//! Job registry for dispatching leased jobs to handlers.
//!
//! The registry maps job type strings (e.g., "cleanup_sessions") to async
//! handlers that receive the job's raw payload. Registration is a setup
//! phase: the registry is frozen inside the processor once it starts.

use std::any::Any;
use std::collections::HashMap;
use std::future::Future;
use std::panic::{self, AssertUnwindSafe};
use std::pin::Pin;
use std::sync::Arc;

use anyhow::{anyhow, Result};
use serde::de::DeserializeOwned;

/// A started handler invocation.
pub type HandlerFuture = Pin<Box<dyn Future<Output = Result<()>> + Send>>;

/// Type alias for the async handler function.
///
/// Handlers receive the payload string exactly as it was enqueued.
type BoxedHandler = Box<dyn Fn(String) -> HandlerFuture + Send + Sync>;

/// Registry that maps job type strings to handlers.
///
/// # Example
///
/// ```ignore
/// let mut registry = JobRegistry::new();
///
/// registry.register("send_digest", |payload| async move {
///     tracing::info!(%payload, "sending digest");
///     Ok(())
/// });
///
/// registry.register_typed::<ExportRequest, _, _>("export_tenant", |req| async move {
///     run_export(req.tenant_id).await
/// });
/// ```
#[derive(Default)]
pub struct JobRegistry {
    handlers: HashMap<String, BoxedHandler>,
}

impl JobRegistry {
    /// Create a new empty registry.
    pub fn new() -> Self {
        Self {
            handlers: HashMap::new(),
        }
    }

    /// Register a handler that receives the raw payload.
    ///
    /// Registering a type twice replaces the earlier handler.
    pub fn register<F, Fut>(&mut self, job_type: impl Into<String>, handler: F)
    where
        F: Fn(String) -> Fut + Send + Sync + 'static,
        Fut: Future<Output = Result<()>> + Send + 'static,
    {
        let boxed: BoxedHandler = Box::new(move |payload| Box::pin(handler(payload)));
        self.handlers.insert(job_type.into(), boxed);
    }

    /// Register a handler whose payload is deserialized from JSON first.
    ///
    /// A payload that does not deserialize counts as a handler failure.
    pub fn register_typed<P, F, Fut>(&mut self, job_type: impl Into<String>, handler: F)
    where
        P: DeserializeOwned + Send + 'static,
        F: Fn(P) -> Fut + Send + Sync + Clone + 'static,
        Fut: Future<Output = Result<()>> + Send + 'static,
    {
        let job_type = job_type.into();
        let type_name = job_type.clone();
        let boxed: BoxedHandler = Box::new(move |payload| {
            let handler = handler.clone();
            let type_name = type_name.clone();
            Box::pin(async move {
                let args: P = serde_json::from_str(&payload)
                    .map_err(|e| anyhow!("Failed to deserialize {} payload: {}", type_name, e))?;
                handler(args).await
            })
        });
        self.handlers.insert(job_type, boxed);
    }

    /// Start the handler for `job_type`, or `None` when nothing is registered.
    ///
    /// A handler that panics while building its future yields a future that
    /// resolves to the panic as an error.
    pub fn dispatch(&self, job_type: &str, payload: String) -> Option<HandlerFuture> {
        let handler = self.handlers.get(job_type)?;

        let future = panic::catch_unwind(AssertUnwindSafe(|| handler(payload))).unwrap_or_else(
            |panic| {
                let message = panic_message(&*panic);
                let failed: HandlerFuture =
                    Box::pin(async move { Err(anyhow!("handler panicked: {}", message)) });
                failed
            },
        );
        Some(future)
    }

    /// Check if a job type is registered.
    pub fn is_registered(&self, job_type: &str) -> bool {
        self.handlers.contains_key(job_type)
    }

    /// Get all registered job types.
    pub fn registered_types(&self) -> Vec<String> {
        let mut types: Vec<String> = self.handlers.keys().cloned().collect();
        types.sort();
        types
    }
}

/// Thread-safe registry wrapped in Arc.
pub type SharedJobRegistry = Arc<JobRegistry>;

/// Best-effort text of a panic payload.
pub(crate) fn panic_message(panic: &(dyn Any + Send)) -> String {
    if let Some(message) = panic.downcast_ref::<&str>() {
        (*message).to_string()
    } else if let Some(message) = panic.downcast_ref::<String>() {
        message.clone()
    } else {
        "unknown panic".to_string()
    }
}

───

**Required work:**
All records must be transcribed exactly, with none left out.

**Result of this task:**
//! Job registry for dispatching leased jobs to handlers.
//!
//! The registry maps job type strings (e.g., "cleanup_sessions") to async
//! handlers that receive the job's raw payload. Registration is a setup
//! phase: the registry is frozen inside the processor once it starts.

use std::any::Any;
use std::collections::HashMap;
use std::future::Future;
use std::panic::{self, AssertUnwindSafe};
use std::pin::Pin;
use std::sync::Arc;

use anyhow::{anyhow, Result};
use serde::de::DeserializeOwned;

/// A started handler invocation.
pub type HandlerFuture = Pin<Box<dyn Future<Output = Result<()>> + Send>>;

/// Type alias for the async handler function.
///
/// Handlers receive the payload string exactly as it was enqueued.
type BoxedHandler = Box<dyn Fn(String) -> HandlerFuture + Send + Sync>;

/// Registry that maps job type strings to handlers.
///
/// # Example
///
/// ```ignore
/// let mut registry = JobRegistry::new();
///
/// registry.register("send_digest", |payload| async move {
///     tracing::info!(%payload, "sending digest");
///     Ok(())
/// });
///
/// registry.register_typed::<ExportRequest, _, _>("export_tenant", |req| async move {
///     run_export(req.tenant_id).await
/// });
/// ```
#[derive(Default)]
pub struct JobRegistry {
    handlers: HashMap<String, BoxedHandler>,
}

impl JobRegistry {
    /// Create a new empty registry.
    pub fn new() -> Self {
        Self {
            handlers: HashMap::new(),
        }
    }

    /// Register a handler that receives the raw payload.
    ///
    /// Registering a type twice replaces the earlier handler.
    pub fn register<F, Fut>(&mut self, job_type: impl Into<String>, handler: F)
    where
        F: Fn(String) -> Fut + Send + Sync + 'static,
        Fut: Future<Output = Result<()>> + Send + 'static,
    {
        let boxed: BoxedHandler = Box::new(move |payload| Box::pin(handler(payload)));
        self.handlers.insert(job_type.into(), boxed);
    }

    /// Register a handler whose payload is deserialized from JSON first.
    ///
    /// A payload that does not deserialize counts as a handler failure.
    pub fn register_typed<P, F, Fut>(&mut self, job_type: impl Into<String>, handler: F)
    where
        P: DeserializeOwned + Send + 'static,
        F: Fn(P) -> Fut + Send + Sync + Clone + 'static,
        Fut: Future<Output = Result<()>> + Send + 'static,
    {
        let job_type = job_type.into();
        let type_name = job_type.clone();
        let boxed: BoxedHandler = Box::new(move |payload| {
            let handler = handler.clone();
            let type_name = type_name.clone();
            Box::pin(async move {
                let args: P = serde_json::from_str(&payload)
                    .map_err(|e| anyhow!("Failed to deserialize {} payload: {}", type_name, e))?;
                handler(args).await
            })
        });
        self.handlers.insert(job_type, boxed);
    }

    /// Start the handler for `job_type`, or `None` when nothing is registered.
    ///
    /// A handler that panics while building its future yields a future that
    /// resolves to the panic as an error.
    pub fn dispatch(&self, job_type: &str, payload: String) -> Option<HandlerFuture> {
        let handler = self.handlers.get(job_type)?;

        let future = panic::catch_unwind(AssertUnwindSafe(|| handler(payload))).unwrap_or_else(
            |panic| {
                let message = panic_message(&*panic);
                let failed: HandlerFuture =
                    Box::pin(async move { Err(anyhow!("handler panicked: {}", message)) });
                failed
            },
        );
        Some(future)
    }

    /// Check if a job type is registered.
    pub fn is_registered(&self, job_type: &str) -> bool {
        self.handlers.contains_key(job_type)
    }

    /// Get all registered job types.
    pub fn registered_types(&self) -> Vec<String> {
        let mut types: Vec<String> = self.handlers.keys().cloned().collect();
        types.sort();
        types
    }
}

/// Thread-safe registry wrapped in Arc.
pub type SharedJobRegistry = Arc<JobRegistry>;

/// Best-effort text of a panic payload.
pub(crate) fn panic_message(panic: &(dyn Any + Send)) -> String {
    if let Some(message) = panic.downcast_ref::<&str>() {
        (*message).to_string()
    } else if let Some(message) = panic.downcast_ref::<String>() {
        message.clone()
    } else {
        "unknown panic".to_string()
    }
}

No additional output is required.